王者スペイン敗れる!! グループDの首位はクロアチアに

2016年06月22日 ワールドサッカーダイジェスト編集部

緊迫の頂上決戦は、最後にドラマが待っていた

87分、鋭いカウンターからペリシッチが豪快な左足シュートでニアサイドを破り、クロアチアが逆転に成功。(c)Getty Images

 現地時間6月21日にボルドーで開催されたグループDの頂上決戦は、クロアチアに軍配。王者スペインが敗れるという波乱の結果となった。
 
 クロアチアは、モドリッチ、マンジュキッチがコンディション不良ということもあり、20歳のイェドバイやログ、さらには21歳のピアツァと、若手をスタメンに抜擢。前節からメンバーを5人入れ替えた。一方のスペインは、前2試合とまったく同じ顔ぶれ。デル・ボスケ監督とその"息子たち"は、首位の座を本気で狙いにきていた。
 
 先制点を奪ったのは、スペインだった。
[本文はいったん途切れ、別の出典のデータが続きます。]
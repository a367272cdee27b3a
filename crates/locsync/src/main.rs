use std::io::{self, BufRead};
use std::path::{Path, PathBuf};

use anyhow::{Context, Result};
use clap::{CommandFactory, Parser, Subcommand};
use clap_complete::Shell;

use locsync::app::export::{ExportFormat, ExportOptions, Exporter};
use locsync::app::reconcile::Reconciler;
use locsync::app::scan::{ScanResult, Scanner};
use locsync::app::selection::{SelectionSet, name_matcher};
use locsync::domain::model::{NodeId, RecordOutcome};
use locsync::infra::config::Config;
use locsync::infra::document::DesignDocument;
use locsync::infra::host::{NodeTree, VariableStore};
use locsync::infra::notify::{ConsoleNotifier, NotificationSink};
use locsync::ui::bridge::{self, UiBridge};
use locsync::ui::messages::{CoreEvent, UiRequest};

#[derive(Parser)]
#[command(
    name = "locsync",
    version,
    about = "Sync text layers of a design document into localization variables"
)]
struct Cli {
    #[command(subcommand)]
    command: Commands,
}

#[derive(Subcommand)]
enum Commands {
    /// Scan the designated container and list its text layers
    Scan {
        /// Design document to operate on
        #[arg(long)]
        doc: PathBuf,
        /// Scan this node instead of the document's recorded selection
        #[arg(long)]
        node: Option<String>,
        /// Print the raw text-layers event as JSON
        #[arg(long)]
        json: bool,
    },
    /// Create or update variables for the selected layers and bind them
    Sync {
        #[arg(long)]
        doc: PathBuf,
        #[arg(long)]
        node: Option<String>,
        /// Select every layer, including hidden and already-bound ones
        #[arg(long, conflicts_with = "only")]
        all: bool,
        /// Select only layers whose name matches these globs
        #[arg(long)]
        only: Vec<String>,
        /// Deselect layers whose name matches these globs
        #[arg(long)]
        skip: Vec<String>,
        /// Write into this collection instead of the configured one
        #[arg(long)]
        collection: Option<String>,
    },
    /// Render the scanned layers as CSV or a markdown report
    Export {
        #[arg(long)]
        doc: PathBuf,
        #[arg(long)]
        node: Option<String>,
        #[arg(long, value_enum)]
        format: Option<ExportFormat>,
        /// Write to this file instead of stdout
        #[arg(long, short = 'o')]
        output: Option<PathBuf>,
        /// Leave out layers that are already bound
        #[arg(long)]
        skip_bound: bool,
        /// Keep layers hidden in the document
        #[arg(long)]
        include_hidden: bool,
    },
    /// Pump protocol messages over stdio, one JSON object per line
    Serve {
        #[arg(long)]
        doc: PathBuf,
    },
    /// Generate shell completions
    Completions {
        #[arg(value_enum)]
        shell: Shell,
    },
}

fn main() -> Result<()> {
    locsync::init();
    let cli = Cli::parse();

    match cli.command {
        Commands::Scan { doc, node, json } => run_scan(&doc, node, json),
        Commands::Sync {
            doc,
            node,
            all,
            only,
            skip,
            collection,
        } => run_sync(&doc, node, all, &only, &skip, collection),
        Commands::Export {
            doc,
            node,
            format,
            output,
            skip_bound,
            include_hidden,
        } => run_export(&doc, node, format, output, skip_bound, include_hidden),
        Commands::Serve { doc } => run_serve(&doc),
        Commands::Completions { shell } => {
            let mut command = Cli::command();
            clap_complete::generate(shell, &mut command, "locsync", &mut io::stdout());
            Ok(())
        }
    }
}

/// Root to scan: an explicit node wins over the document's selection.
fn designated_root(document: &DesignDocument, node: Option<String>) -> Option<NodeId> {
    node.map(NodeId::new)
        .or_else(|| document.selection().into_iter().next())
}

fn run_scan(doc: &Path, node: Option<String>, json: bool) -> Result<()> {
    let document = DesignDocument::load(doc)?;
    let root = designated_root(&document, node);
    let scan = Scanner::new().scan(&document, root.as_ref());

    if json {
        let event = CoreEvent::TextLayers {
            records: scan.records,
            container_name: scan.container_name,
        };
        println!("{}", serde_json::to_string_pretty(&event)?);
        return Ok(());
    }

    print_scan(&scan);
    Ok(())
}

fn print_scan(scan: &ScanResult) {
    let Some(name) = &scan.container_name else {
        println!("Nothing to scan: designate a container node first.");
        return;
    };
    println!("Container: {name}");
    for record in &scan.records {
        let mut flags = Vec::new();
        if record.is_bound {
            flags.push("bound");
        }
        if !record.visible {
            flags.push("hidden");
        }
        let flags = if flags.is_empty() {
            String::new()
        } else {
            format!(" [{}]", flags.join(", "))
        };
        let mark = if record.selected { "x" } else { " " };
        println!("  [{mark}] {}{flags}  {:?}", record.name, record.content);
    }
    println!("{} text layer(s)", scan.records.len());
}

fn run_sync(
    doc: &Path,
    node: Option<String>,
    all: bool,
    only: &[String],
    skip: &[String],
    collection: Option<String>,
) -> Result<()> {
    let config = Config::load()?;
    let mut document = DesignDocument::load(doc)?;
    let root = designated_root(&document, node);
    let scan = Scanner::new().scan(&document, root.as_ref());

    let mut selection = SelectionSet::from_scan(&scan);
    if all {
        selection.select_all();
    }
    if !only.is_empty() {
        let matcher = name_matcher(only)?;
        selection.deselect_all();
        selection.override_matching(&matcher, true);
    }
    if !skip.is_empty() {
        let matcher = name_matcher(skip)?;
        selection.override_matching(&matcher, false);
    }

    let reconciler = match collection {
        Some(name) => Reconciler::new(name, config.defaults.mode.clone()),
        None => Reconciler::from_config(&config),
    };
    let summary =
        reconciler.reconcile(&mut document, root.as_ref(), &selection.effective_records())?;

    if summary.is_empty() {
        println!("No layers selected; nothing to sync.");
        return Ok(());
    }

    document.save(doc)?;

    println!("Collection \"{}\":", reconciler.collection_name());
    for outcome in &summary.outcomes {
        match outcome {
            RecordOutcome::Bound { name, key } => println!("  {name} -> {key}"),
            RecordOutcome::Failed { name, reason } => println!("  {name} failed: {reason}"),
        }
    }
    ConsoleNotifier.notify(bridge::summary_notice(&summary));
    Ok(())
}

fn run_export(
    doc: &Path,
    node: Option<String>,
    format: Option<ExportFormat>,
    output: Option<PathBuf>,
    skip_bound: bool,
    include_hidden: bool,
) -> Result<()> {
    let config = Config::load()?;
    let document = DesignDocument::load(doc)?;
    let root = designated_root(&document, node);
    let scan = Scanner::new().scan(&document, root.as_ref());

    let mut options = ExportOptions::resolve(&config, format);
    if skip_bound {
        options.include_bound = false;
    }
    if include_hidden {
        options.include_hidden = true;
    }
    options.output_path = output;

    let exporter = Exporter::new()?;
    if options.output_path.is_some() {
        let result = exporter.export(&scan, &options)?;
        ConsoleNotifier.notify(bridge::export_notice(true));
        if let Some(path) = result.output_path {
            println!("Wrote {} record(s) to {}", result.records, path.display());
        }
    } else {
        let rendered = exporter.render(&scan, &options)?;
        print!("{rendered}");
    }
    Ok(())
}

fn run_serve(doc: &Path) -> Result<()> {
    let config = Config::load()?;
    let document = DesignDocument::load(doc)?;
    let mut bridge = UiBridge::new(document, &config, Box::new(ConsoleNotifier));
    bridge.startup();
    flush_events(&mut bridge)?;

    let stdin = io::stdin();
    for line in stdin.lock().lines() {
        let line = line.context("failed to read request line")?;
        let trimmed = line.trim();
        if trimmed.is_empty() {
            continue;
        }
        let request: UiRequest = match serde_json::from_str(trimmed) {
            Ok(request) => request,
            Err(err) => {
                tracing::warn!(error = %err, "ignoring malformed request");
                continue;
            }
        };

        let persist = matches!(request, UiRequest::RequestReconcile { .. });
        bridge.handle(request);
        if persist {
            bridge.host().save(doc)?;
        }
        flush_events(&mut bridge)?;
    }
    Ok(())
}

fn flush_events<H: NodeTree + VariableStore>(bridge: &mut UiBridge<H>) -> Result<()> {
    for event in bridge.drain_events() {
        println!("{}", serde_json::to_string(&event)?);
    }
    Ok(())
}
//! Typed messages exchanged with the external UI consumer.
//!
//! The wire format is JSON with a `kind` discriminator and camelCase field
//! names, so a JavaScript peer can consume it without adaptation.

use serde::{Deserialize, Serialize};

use crate::domain::model::TextRecord;

/// Requests the UI sends to the core.
#[derive(Debug, Clone, PartialEq, Eq, Serialize, Deserialize)]
#[serde(tag = "kind", rename_all = "kebab-case", rename_all_fields = "camelCase")]
pub enum UiRequest {
    /// Ask for a fresh scan of the current designation.
    RequestScan,
    /// Reconcile the carried records. Unselected records ride along and are
    /// filtered out core-side.
    RequestReconcile { records: Vec<TextRecord> },
    /// Outcome of the UI-side file download, informational only.
    ExportResult { success: bool },
}

/// Events the core posts to the UI.
#[derive(Debug, Clone, PartialEq, Eq, Serialize, Deserialize)]
#[serde(tag = "kind", rename_all = "kebab-case", rename_all_fields = "camelCase")]
pub enum CoreEvent {
    /// Fresh snapshot, posted after every scan.
    TextLayers {
        records: Vec<TextRecord>,
        container_name: Option<String>,
    },
}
7分、"スペース使いの天才"セスクがDFラインの裏に飛び出し、そこにシルバから絶妙のタイミングでスルーパスが届く。セスクの右からの折り返しを落ち着いて流し込んだのは、前節のトルコ戦で2ゴールを挙げたモラタだった。
 
 これでペースをつかんだスペインは、モドリッチ不在の中盤で鮮やかなパスワークを披露する。しかしクロアチアは、この流れを力づくで変えてみせた。若さを活かした前線からの激しいチェイシングで、徐々にスペインからリズムを奪う。そして、バデリ、ログのインターセプトから繰り出す速攻は、次第にフィニッシュまでつながるようになった。
 
 巧さはないが、気持ちの入ったクロアチアの力強い攻撃は45分、ついに結実する。前半途中から左サイドにポジションを移していたペリシッチが、鋭い切り返しでファンフランを攻略。右足で送り込んだクロスを、今大会初出場のFWカリニッチが右足アウトで押し込んだ。
 
 後半は、まさしく一進一退の攻防に。時間の経過とともに地力でまさるスペインがやや優位に試合を進めるものの、72分にシルバが倒されて獲得したPKをS・ラモスがミスするなど、ピリッとしない展開が続く。チェコ戦とトルコ戦でマン・オブ・ザ・マッチに輝いたイニエスタも、この日は別人のように沈黙した。
 
 互いに譲らない緊迫した展開。このままタイムアップを迎えるかに思われた試合は、最後に大きなドラマが待っていた。
 
 87分、スペインの猛攻をしのいだクロアチアが、一気のカウンターに出る。カリニッチが長い距離を運び、その左側を追い越していったペリシッチにパス。前節のチェコ戦でも名手チェフの堅牢を破っていた男は、デ・ヘアの壁も突き崩してみせた。
 
 この結果、首位通過を果たしたのはクロアチア。2位に転落したスペインは、決勝トーナメント以降、もっとも避けたかったイタリア、フランス、ドイツがいる側の山を戦うことになった。

 今後の巻き返しも十分考えられるが、現時点では、前人未到の3連覇に黄信号がともったと言うべきかもしれない。